The 'gold standard' of preclinical research yields ‘highly unreliable’ results, study finds

27-Feb-2018 - Last updated on 27-Feb-2018 at 15:11 GMT

A rack of mouse cages in an animal facility, where animals are kept under highly standardized conditions. (Image: Hanno Würbel)

Standardization in preclinical animal studies may be a cause of poor reproducibility – making translation to humans in clinical trials difficult, if unlikely, say researchers.

According to the study, increasing study sample diversity can “significantly” improve the reproducibility of experimental results.

However, standardization is the gold standard in animal research – if not a dogma, said lead author Professor Hanno Würbel, director of the Division of Animal Welfare at the University of Bern, who has long hypothesized that standardization may be a cause of poor reproducibility, rather than the antidote.

“The more you standardize the animals and the environment, the more you risk obtaining results that are specific to these standardized conditions but would not be reproducible with different animals or under different conditions,” he explained.

The aim of the study, which was published recently in PLOS Biology, was to examine the extent to which standardization may be a problem in preclinical animal research, and whether a multi-laboratory approach could be a solution, said Würbel.

Researchers from the Universities of Bern and Edinburgh used computer simulations based on 440 pre-clinical studies across 13 different treatments in animal models.

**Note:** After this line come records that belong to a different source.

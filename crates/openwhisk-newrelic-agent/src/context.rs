//! Task-local activation scope.
//!
//! Each activation runs inside a scope carrying a slot for its agent.
//! The binding is task-local: it survives every `.await` inside the
//! activation and is invisible to concurrently running activations, which
//! is what lets the probe route a record back to the agent of the
//! activation that issued the request.
//!
//! [`open`] creates the scope, [`Agent::new`](crate::Agent::new) registers
//! the agent through [`register_agent`], and the probe callback resolves
//! it with [`current_agent`] at emission time.

use std::future::Future;
use std::sync::{Arc, Mutex};

use tracing::warn;

use crate::agent::Agent;

tokio::task_local! {
    static ACTIVATION_SCOPE: ActivationScope;
}

/// Shared slot for the agent of the activation currently executing.
#[derive(Clone, Default)]
struct ActivationScope {
    agent: Arc<Mutex<Option<Agent>>>,
}

/// Runs a future inside a fresh activation scope.
///
/// Any agent registered while the future runs is visible to all of the
/// future's synchronous and asynchronous descendants, and to nothing
/// else. The scope is gone once the future resolves.
pub async fn open<F: Future>(fut: F) -> F::Output {
    ACTIVATION_SCOPE.scope(ActivationScope::default(), fut).await
}

/// Registers the agent on the open scope.
///
/// Outside a scope (library use without [`instrument`](crate::instrument))
/// this logs and does nothing; probe records will be dropped for lack of
/// an agent.
pub(crate) fn register_agent(agent: &Agent) {
    let registered = ACTIVATION_SCOPE.try_with(|scope| {
        let mut slot = match scope.agent.lock() {
            Ok(slot) => slot,
            Err(poisoned) => poisoned.into_inner(),
        };
        *slot = Some(agent.clone());
    });
    if registered.is_err() {
        warn!("no activation scope open, agent not registered for http metrics");
    }
}

/// The agent of the currently executing activation, if any.
#[must_use]
pub fn current_agent() -> Option<Agent> {
    ACTIVATION_SCOPE
        .try_with(|scope| {
            let slot = match scope.agent.lock() {
                Ok(slot) => slot,
                Err(poisoned) => poisoned.into_inner(),
            };
            slot.clone()
        })
        .ok()
        .flatten()
}
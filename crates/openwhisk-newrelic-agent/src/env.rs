//! Activation identity and deadline read from the OpenWhisk environment.
//!
//! OpenWhisk exposes activation metadata to the action container through
//! `__OW_*` environment variables. This module reads them once per agent
//! construction; a missing variable yields a missing key, never an error.
//!
//! Two container probe files are also consulted on Linux (memory limit
//! from the cgroup filesystem, OS identity from `os-release`); every file
//! error is swallowed silently.

use std::env;
use std::fs;
use std::time::{Duration, SystemTime, UNIX_EPOCH};

use crate::metrics::{MetricMap, MetricValue};

const CGROUP_V2_MEMORY_MAX_PATH: &str = "/sys/fs/cgroup/memory.max";
const CGROUP_V1_MEMORY_LIMIT_PATH: &str = "/sys/fs/cgroup/memory/memory.limit_in_bytes";
const OS_RELEASE_PATHS: [&str; 2] = ["/etc/os-release", "/usr/lib/os-release"];

/// Activation identity and deadline, captured from the environment.
#[derive(Debug, Clone, Default)]
pub struct ActivationEnv {
    /// Last segment of `__OW_ACTION_NAME`.
    pub action_name: Option<String>,
    /// Third-from-last segment of `__OW_ACTION_NAME`, when present.
    pub package: Option<String>,
    pub namespace: Option<String>,
    pub activation_id: Option<String>,
    pub transaction_id: Option<String>,
    pub region: Option<String>,
    pub cloud: Option<String>,
    /// `HOSTNAME` of the invoker host.
    pub activation_host: Option<String>,
    /// `MESOS_CONTAINER_NAME` of the action container.
    pub activation_container_name: Option<String>,
    /// Absolute activation deadline, milliseconds since the Unix epoch.
    pub deadline_ms: Option<u64>,
}

impl ActivationEnv {
    /// Reads the activation environment.
    #[must_use]
    pub fn from_env() -> Self {
        let (action_name, package) = env::var("__OW_ACTION_NAME")
            .ok()
            .map(|raw| parse_action_name(&raw))
            .unwrap_or((None, None));

        ActivationEnv {
            action_name,
            package,
            namespace: env::var("__OW_NAMESPACE").ok(),
            activation_id: env::var("__OW_ACTIVATION_ID").ok(),
            transaction_id: env::var("__OW_TRANSACTION_ID").ok(),
            region: env::var("__OW_REGION").ok(),
            cloud: env::var("__OW_CLOUD").ok(),
            activation_host: env::var("HOSTNAME").ok(),
            activation_container_name: env::var("MESOS_CONTAINER_NAME").ok(),
            deadline_ms: env::var("__OW_DEADLINE")
                .ok()
                .and_then(|raw| raw.trim().parse::<u64>().ok()),
        }
    }

    /// Time left until the platform kills the activation.
    ///
    /// Returns `None` when no deadline was provided; saturates at zero
    /// once the deadline has passed.
    #[must_use]
    pub fn time_until_timeout(&self) -> Option<Duration> {
        let deadline_ms = self.deadline_ms?;
        let now_ms = epoch_millis();
        Some(Duration::from_millis(deadline_ms.saturating_sub(now_ms)))
    }

    /// Identity keys merged into every event produced by an agent.
    #[must_use]
    pub fn identity_metrics(&self) -> MetricMap {
        let mut metrics = MetricMap::new();
        insert_opt(&mut metrics, "actionName", self.action_name.as_ref());
        insert_opt(&mut metrics, "package", self.package.as_ref());
        insert_opt(&mut metrics, "namespace", self.namespace.as_ref());
        insert_opt(&mut metrics, "activationId", self.activation_id.as_ref());
        insert_opt(&mut metrics, "transactionId", self.transaction_id.as_ref());
        insert_opt(&mut metrics, "region", self.region.as_ref());
        insert_opt(&mut metrics, "cloud", self.cloud.as_ref());
        insert_opt(&mut metrics, "activationHost", self.activation_host.as_ref());
        insert_opt(
            &mut metrics,
            "activationContainerName",
            self.activation_container_name.as_ref(),
        );
        metrics
    }
}

/// Current wall clock as milliseconds since the Unix epoch.
#[must_use]
pub fn epoch_millis() -> u64 {
    SystemTime::now()
        .duration_since(UNIX_EPOCH)
        .map(|d| u64::try_from(d.as_millis()).unwrap_or(u64::MAX))
        .unwrap_or(0)
}

/// Truthiness for the `DISABLE_*` flag variables.
///
/// Any non-empty value other than `false` / `0` (case-insensitive) counts
/// as set.
#[must_use]
pub(crate) fn flag_enabled(var: &str) -> bool {
    match env::var(var) {
        Ok(value) => {
            let value = value.trim().to_lowercase();
            !value.is_empty() && value != "false" && value != "0"
        }
        Err(_) => false,
    }
}

/// Numeric environment override, ignored when absent or unparseable.
pub(crate) fn env_u64(var: &str) -> Option<u64> {
    env::var(var).ok().and_then(|raw| raw.trim().parse().ok())
}

/// Splits `__OW_ACTION_NAME` into action name and package.
///
/// The variable has the form `/namespace/package/action` (the package
/// segment is absent for unpackaged actions). The action name is the last
/// segment, the package the third-from-last; an empty package segment is
/// treated as absent.
fn parse_action_name(raw: &str) -> (Option<String>, Option<String>) {
    let parts: Vec<&str> = raw.split('/').collect();
    let action = parts
        .last()
        .filter(|segment| !segment.is_empty())
        .map(|segment| (*segment).to_string());
    let package = (parts.len() >= 3)
        .then(|| parts[parts.len() - 3])
        .filter(|segment| !segment.is_empty())
        .map(str::to_string);
    (action, package)
}

/// Container-level metrics from the container probe files.
///
/// Adds `containerMemorySize`, `containerOS`, and `containerOSVersion`
/// when the backing files are readable; absent otherwise.
#[must_use]
pub(crate) fn container_metrics() -> MetricMap {
    let mut metrics = MetricMap::new();
    if let Some(limit) = container_memory_size() {
        metrics.insert("containerMemorySize".to_string(), MetricValue::Int(limit));
    }
    if let Some((os, version)) = container_os() {
        metrics.insert("containerOS".to_string(), MetricValue::Str(os));
        if let Some(version) = version {
            metrics.insert("containerOSVersion".to_string(), MetricValue::Str(version));
        }
    }
    metrics
}

/// Container memory limit in bytes.
///
/// Probes the cgroup v2 unified path first and falls back to the v1
/// controller path. A v2 value of `max` means no limit and yields `None`.
fn container_memory_size() -> Option<i64> {
    read_memory_limit(CGROUP_V2_MEMORY_MAX_PATH)
        .or_else(|| read_memory_limit(CGROUP_V1_MEMORY_LIMIT_PATH))
}

fn read_memory_limit(path: &str) -> Option<i64> {
    fs::read_to_string(path)
        .ok()
        .and_then(|contents| contents.trim().parse::<i64>().ok())
}

/// Container OS name and version from `os-release`.
fn container_os() -> Option<(String, Option<String>)> {
    OS_RELEASE_PATHS
        .iter()
        .find_map(|path| fs::read_to_string(path).ok())
        .and_then(|contents| parse_os_release(&contents))
}

/// Extracts `NAME` and `VERSION_ID` from an `os-release` file body.
fn parse_os_release(contents: &str) -> Option<(String, Option<String>)> {
    let mut name = None;
    let mut version = None;
    for line in contents.lines() {
        if let Some((key, value)) = line.split_once('=') {
            let value = value.trim().trim_matches('"').to_string();
            match key.trim() {
                "NAME" => name = Some(value),
                "VERSION_ID" => version = Some(value),
                _ => {}
            }
        }
    }
    name.map(|name| (name, version))
}

fn insert_opt(metrics: &mut MetricMap, key: &str, value: Option<&String>) {
    if let Some(value) = value {
        metrics.insert(key.to_string(), MetricValue::Str(value.clone()));
    }
}
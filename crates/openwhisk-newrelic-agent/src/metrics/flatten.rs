//! Event flattener.
//!
//! The ingest endpoint only accepts flat objects whose values are numbers
//! or strings. [`flatten`] reduces an arbitrary [`MetricMap`] to that
//! shape: nested maps are inlined with a `parent_` key prefix, booleans
//! and big integers are coerced, sequences and sets collapse to a single
//! summary key, and long strings are truncated.
//!
//! The function is pure and deterministic; its only observable failure is
//! [`FlattenError::UnsupportedProperty`] for values with no data
//! representation.

use std::collections::BTreeMap;

use serde::Serialize;
use thiserror::Error;

use crate::env::env_u64;
use crate::metrics::{ErrorInfo, MetricMap, MetricValue};

/// Truncation bound for ordinary string values.
pub const DEFAULT_MAX_STRING_LENGTH: usize = 100;

/// Truncation bound for error-ish keys (`message`, `errorMessage`,
/// `error`), overridable via `NEW_RELIC_ERROR_METRIC_MAX_STRING_LENGTH`.
pub const DEFAULT_ERROR_METRIC_MAX_STRING_LENGTH: usize = 1500;

/// A flattened event, ready for JSON serialization.
pub type FlatMap = BTreeMap<String, FlatValue>;

/// Scalar values accepted by the ingest endpoint.
#[derive(Debug, Clone, PartialEq, Serialize)]
#[serde(untagged)]
pub enum FlatValue {
    Int(i64),
    Float(f64),
    Str(String),
}

/// Failure raised while flattening an event.
#[derive(Debug, Clone, PartialEq, Eq, Error)]
pub enum FlattenError {
    /// The event contained a value that has no data representation.
    #[error("unsupported property {key:?} of kind {kind}")]
    UnsupportedProperty { key: String, kind: &'static str },
}

/// Flattens an event to the scalar mapping the ingest endpoint accepts.
pub fn flatten(event: &MetricMap) -> Result<FlatMap, FlattenError> {
    let limits = Limits::from_env();
    let mut out = FlatMap::new();
    for (key, value) in event {
        flatten_value(&mut out, key, value, &limits)?;
    }
    Ok(out)
}

struct Limits {
    max_string: usize,
    max_error_string: usize,
}

impl Limits {
    fn from_env() -> Self {
        Limits {
            max_string: DEFAULT_MAX_STRING_LENGTH,
            max_error_string: env_u64("NEW_RELIC_ERROR_METRIC_MAX_STRING_LENGTH")
                .and_then(|v| usize::try_from(v).ok())
                .unwrap_or(DEFAULT_ERROR_METRIC_MAX_STRING_LENGTH),
        }
    }
}

fn flatten_value(
    out: &mut FlatMap,
    key: &str,
    value: &MetricValue,
    limits: &Limits,
) -> Result<(), FlattenError> {
    match value {
        MetricValue::Null => {}
        MetricValue::Bool(b) => {
            out.insert(key.to_string(), FlatValue::Int(i64::from(*b)));
        }
        MetricValue::Int(i) => {
            out.insert(key.to_string(), FlatValue::Int(*i));
        }
        MetricValue::Float(f) => {
            out.insert(key.to_string(), FlatValue::Float(*f));
        }
        MetricValue::BigInt(i) => {
            out.insert(key.to_string(), FlatValue::Str(i.to_string()));
        }
        MetricValue::Str(s) => {
            out.insert(key.to_string(), FlatValue::Str(truncate(key, s, limits)));
        }
        MetricValue::Map(map) => {
            for (child_key, child) in map {
                flatten_value(out, &format!("{key}_{child_key}"), child, limits)?;
            }
        }
        MetricValue::Entries(entries) => {
            // Only string keys survive; anything else is dropped.
            for (entry_key, child) in entries {
                if let MetricValue::Str(entry_key) = entry_key {
                    flatten_value(out, &format!("{key}_{entry_key}"), child, limits)?;
                }
            }
        }
        MetricValue::Seq(items) | MetricValue::Set(items) => {
            flatten_collection(out, key, items, limits)?;
        }
        MetricValue::Error(info) => {
            let coerced = coerce_error(info);
            for (child_key, child) in &coerced {
                flatten_value(out, &format!("{key}_{child_key}"), child, limits)?;
            }
        }
        MetricValue::Opaque(kind) => {
            return Err(FlattenError::UnsupportedProperty {
                key: key.to_string(),
                kind,
            });
        }
    }
    Ok(())
}

/// Collapses a sequence or set to a single summary key.
///
/// An all-integer collection reduces to its mean under `<key>_mean`; any
/// other non-empty collection reduces to its first item under
/// `<key>_item`. Empty collections vanish.
fn flatten_collection(
    out: &mut FlatMap,
    key: &str,
    items: &[MetricValue],
    limits: &Limits,
) -> Result<(), FlattenError> {
    if items.is_empty() {
        return Ok(());
    }
    let integers: Option<Vec<i64>> = items
        .iter()
        .map(|item| match item {
            MetricValue::Int(i) => Some(*i),
            _ => None,
        })
        .collect();
    if let Some(integers) = integers {
        let mean = integers.iter().sum::<i64>() as f64 / integers.len() as f64;
        out.insert(format!("{key}_mean"), FlatValue::Float(mean));
        Ok(())
    } else {
        flatten_value(out, &format!("{key}_item"), &items[0], limits)
    }
}

/// Coerces an error value to its `{name, message, code, …}` surface.
fn coerce_error(info: &ErrorInfo) -> MetricMap {
    let mut map = MetricMap::new();
    map.insert("name".to_string(), MetricValue::Str(info.name.clone()));
    map.insert("message".to_string(), MetricValue::Str(info.message.clone()));
    if let Some(code) = &info.code {
        map.insert("code".to_string(), MetricValue::Str(code.clone()));
    }
    for (key, value) in &info.extras {
        map.entry(key.clone()).or_insert_with(|| value.clone());
    }
    map
}

fn truncate(key: &str, value: &str, limits: &Limits) -> String {
    let limit = if is_error_key(key) {
        limits.max_error_string
    } else {
        limits.max_string
    };
    if value.chars().count() <= limit {
        return value.to_string();
    }
    let mut truncated: String = value.chars().take(limit).collect();
    truncated.push_str("...");
    truncated
}

/// Error-ish keys get the long truncation bound. The check looks at the
/// final `_`-segment so nested keys like `http_errorMessage` qualify.
fn is_error_key(key: &str) -> bool {
    let leaf = key.rsplit('_').next().unwrap_or(key);
    matches!(leaf, "message" | "errorMessage" | "error")
}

The reproducibility of results were then compared between single-laboratory and multi-laboratory studies.

“We found that the gold standard of single-laboratory studies conducted under standardized conditions yields highly unreliable results,” said Würbel.

Conversely, the researchers found that using the same number of animals distributed across up to four laboratories yielded “much more accurate and better reproducible” results.

Translating to human trials

As Würbel explained, there are many threats to reproducibility, in addition to standardization. Other challenges include a lack of scientific rigor, small sample sizes, and analytical flexibility (p-hacking), among others.

“All of this reflects a culture of science where the generation of highly spectacular news is valued higher than the production of solid evidence,” he said.

By the same token, as a researcher would not conduct a clinical trial using only 18-year-olds living in the same home, Würbel said a diverse sample of animals should be used to assess the extent of generalizability in preclinical trials.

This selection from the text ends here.